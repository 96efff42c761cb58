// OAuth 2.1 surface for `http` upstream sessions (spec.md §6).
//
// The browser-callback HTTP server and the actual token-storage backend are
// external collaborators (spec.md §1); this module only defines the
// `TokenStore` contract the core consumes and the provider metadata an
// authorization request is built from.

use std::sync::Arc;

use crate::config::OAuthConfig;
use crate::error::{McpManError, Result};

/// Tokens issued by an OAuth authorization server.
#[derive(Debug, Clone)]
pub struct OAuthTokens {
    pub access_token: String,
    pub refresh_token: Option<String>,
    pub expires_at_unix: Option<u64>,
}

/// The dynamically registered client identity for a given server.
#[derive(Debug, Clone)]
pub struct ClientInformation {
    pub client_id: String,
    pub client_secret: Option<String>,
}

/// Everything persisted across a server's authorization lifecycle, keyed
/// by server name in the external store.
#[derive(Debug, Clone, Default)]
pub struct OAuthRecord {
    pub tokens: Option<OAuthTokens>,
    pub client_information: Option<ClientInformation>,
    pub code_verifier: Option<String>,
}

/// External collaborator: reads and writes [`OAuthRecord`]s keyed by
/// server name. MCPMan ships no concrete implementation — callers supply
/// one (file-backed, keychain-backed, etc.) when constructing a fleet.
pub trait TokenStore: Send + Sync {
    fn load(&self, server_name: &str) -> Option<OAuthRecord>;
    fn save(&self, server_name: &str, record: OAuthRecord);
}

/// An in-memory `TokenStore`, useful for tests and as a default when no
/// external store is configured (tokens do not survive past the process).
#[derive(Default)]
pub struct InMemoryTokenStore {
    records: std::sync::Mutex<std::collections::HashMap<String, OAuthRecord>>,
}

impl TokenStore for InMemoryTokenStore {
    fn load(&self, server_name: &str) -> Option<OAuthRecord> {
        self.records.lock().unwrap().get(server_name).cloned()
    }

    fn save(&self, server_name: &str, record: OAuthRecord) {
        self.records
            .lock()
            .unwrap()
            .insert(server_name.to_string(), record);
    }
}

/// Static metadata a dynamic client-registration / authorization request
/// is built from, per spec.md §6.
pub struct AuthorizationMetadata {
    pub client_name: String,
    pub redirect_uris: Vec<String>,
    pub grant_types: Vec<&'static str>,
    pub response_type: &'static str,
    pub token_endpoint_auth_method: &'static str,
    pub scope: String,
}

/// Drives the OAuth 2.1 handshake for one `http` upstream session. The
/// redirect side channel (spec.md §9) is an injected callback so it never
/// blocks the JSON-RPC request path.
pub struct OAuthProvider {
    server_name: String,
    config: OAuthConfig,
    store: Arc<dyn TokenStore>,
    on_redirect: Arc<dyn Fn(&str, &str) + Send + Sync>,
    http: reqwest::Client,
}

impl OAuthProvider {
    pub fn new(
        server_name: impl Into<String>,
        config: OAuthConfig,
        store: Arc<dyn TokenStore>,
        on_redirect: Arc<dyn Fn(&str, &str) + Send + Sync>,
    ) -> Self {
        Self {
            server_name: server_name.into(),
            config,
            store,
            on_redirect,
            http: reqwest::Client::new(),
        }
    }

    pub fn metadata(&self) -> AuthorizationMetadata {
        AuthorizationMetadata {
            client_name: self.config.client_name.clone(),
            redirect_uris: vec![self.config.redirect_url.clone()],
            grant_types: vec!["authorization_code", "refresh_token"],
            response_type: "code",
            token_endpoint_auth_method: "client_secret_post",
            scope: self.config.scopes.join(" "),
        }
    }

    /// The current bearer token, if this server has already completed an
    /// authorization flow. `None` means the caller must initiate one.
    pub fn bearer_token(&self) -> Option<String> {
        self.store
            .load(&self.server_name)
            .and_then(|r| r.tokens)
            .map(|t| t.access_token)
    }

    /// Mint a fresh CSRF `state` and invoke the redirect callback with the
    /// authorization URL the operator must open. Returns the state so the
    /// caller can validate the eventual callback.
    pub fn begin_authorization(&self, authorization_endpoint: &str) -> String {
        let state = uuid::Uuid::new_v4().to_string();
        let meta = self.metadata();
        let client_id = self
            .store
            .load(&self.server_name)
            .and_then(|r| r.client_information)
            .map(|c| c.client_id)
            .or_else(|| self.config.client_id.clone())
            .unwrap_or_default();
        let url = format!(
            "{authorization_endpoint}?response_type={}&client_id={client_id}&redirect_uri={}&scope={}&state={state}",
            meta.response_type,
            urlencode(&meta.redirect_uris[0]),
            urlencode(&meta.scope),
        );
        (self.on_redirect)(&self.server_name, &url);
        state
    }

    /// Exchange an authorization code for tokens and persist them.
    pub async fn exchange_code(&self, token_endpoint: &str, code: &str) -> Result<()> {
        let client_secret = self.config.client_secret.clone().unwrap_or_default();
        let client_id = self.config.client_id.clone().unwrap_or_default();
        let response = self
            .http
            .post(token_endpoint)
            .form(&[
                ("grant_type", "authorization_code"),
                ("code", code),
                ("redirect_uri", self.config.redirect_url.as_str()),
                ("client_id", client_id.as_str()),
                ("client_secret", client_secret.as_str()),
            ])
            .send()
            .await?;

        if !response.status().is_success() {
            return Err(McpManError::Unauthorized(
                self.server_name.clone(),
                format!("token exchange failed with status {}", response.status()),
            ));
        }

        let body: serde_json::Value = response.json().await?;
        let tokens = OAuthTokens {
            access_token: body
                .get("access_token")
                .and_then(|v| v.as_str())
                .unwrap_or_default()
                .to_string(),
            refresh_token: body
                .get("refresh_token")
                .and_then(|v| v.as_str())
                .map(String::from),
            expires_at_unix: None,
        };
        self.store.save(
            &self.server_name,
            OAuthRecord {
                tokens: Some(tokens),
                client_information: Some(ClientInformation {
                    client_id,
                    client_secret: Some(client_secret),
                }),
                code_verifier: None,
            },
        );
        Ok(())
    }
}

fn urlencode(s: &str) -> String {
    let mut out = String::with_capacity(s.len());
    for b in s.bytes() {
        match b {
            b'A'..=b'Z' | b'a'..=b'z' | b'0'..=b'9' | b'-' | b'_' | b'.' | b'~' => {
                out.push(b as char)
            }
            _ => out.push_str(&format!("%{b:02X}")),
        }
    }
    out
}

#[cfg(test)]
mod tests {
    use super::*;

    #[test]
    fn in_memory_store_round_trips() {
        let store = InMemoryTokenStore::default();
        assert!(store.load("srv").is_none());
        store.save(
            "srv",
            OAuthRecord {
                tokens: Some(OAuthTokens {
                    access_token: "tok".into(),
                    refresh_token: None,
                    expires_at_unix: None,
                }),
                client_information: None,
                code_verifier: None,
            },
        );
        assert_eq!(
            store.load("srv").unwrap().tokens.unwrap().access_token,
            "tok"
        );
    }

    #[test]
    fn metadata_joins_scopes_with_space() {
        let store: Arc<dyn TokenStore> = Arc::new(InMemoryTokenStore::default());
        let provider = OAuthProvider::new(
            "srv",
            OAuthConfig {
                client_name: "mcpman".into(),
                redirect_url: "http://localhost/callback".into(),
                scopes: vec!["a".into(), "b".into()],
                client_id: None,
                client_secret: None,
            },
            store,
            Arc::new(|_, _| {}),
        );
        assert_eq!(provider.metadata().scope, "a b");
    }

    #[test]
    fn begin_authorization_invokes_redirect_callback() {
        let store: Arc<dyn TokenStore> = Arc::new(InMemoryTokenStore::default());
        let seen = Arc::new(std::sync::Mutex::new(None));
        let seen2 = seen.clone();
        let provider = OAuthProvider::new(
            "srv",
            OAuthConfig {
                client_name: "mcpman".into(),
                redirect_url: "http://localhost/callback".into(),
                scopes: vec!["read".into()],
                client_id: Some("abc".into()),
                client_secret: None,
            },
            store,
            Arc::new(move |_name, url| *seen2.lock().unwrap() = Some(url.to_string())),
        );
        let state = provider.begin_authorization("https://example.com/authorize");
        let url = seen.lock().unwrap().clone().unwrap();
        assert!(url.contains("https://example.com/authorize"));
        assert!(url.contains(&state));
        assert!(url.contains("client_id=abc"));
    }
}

★ ★ ★

From the records above, quote only the lines running from the line with "fn save(&self, server_name: &str, record: OAuthRecord);" to the line with "pub grant_types: Vec<&'static", both lines included.

**OUTPUT**
    fn save(&self, server_name: &str, record: OAuthRecord);
}

/// An in-memory `TokenStore`, useful for tests and as a default when no
/// external store is configured (tokens do not survive past the process).
#[derive(Default)]
pub struct InMemoryTokenStore {
    records: std::sync::Mutex<std::collections::HashMap<String, OAuthRecord>>,
}

impl TokenStore for InMemoryTokenStore {
    fn load(&self, server_name: &str) -> Option<OAuthRecord> {
        self.records.lock().unwrap().get(server_name).cloned()
    }

    fn save(&self, server_name: &str, record: OAuthRecord) {
        self.records
            .lock()
            .unwrap()
            .insert(server_name.to_string(), record);
    }
}

/// Static metadata a dynamic client-registration / authorization request
/// is built from, per spec.md §6.
pub struct AuthorizationMetadata {
    pub client_name: String,
    pub redirect_uris: Vec<String>,
    pub grant_types: Vec<&'static str>,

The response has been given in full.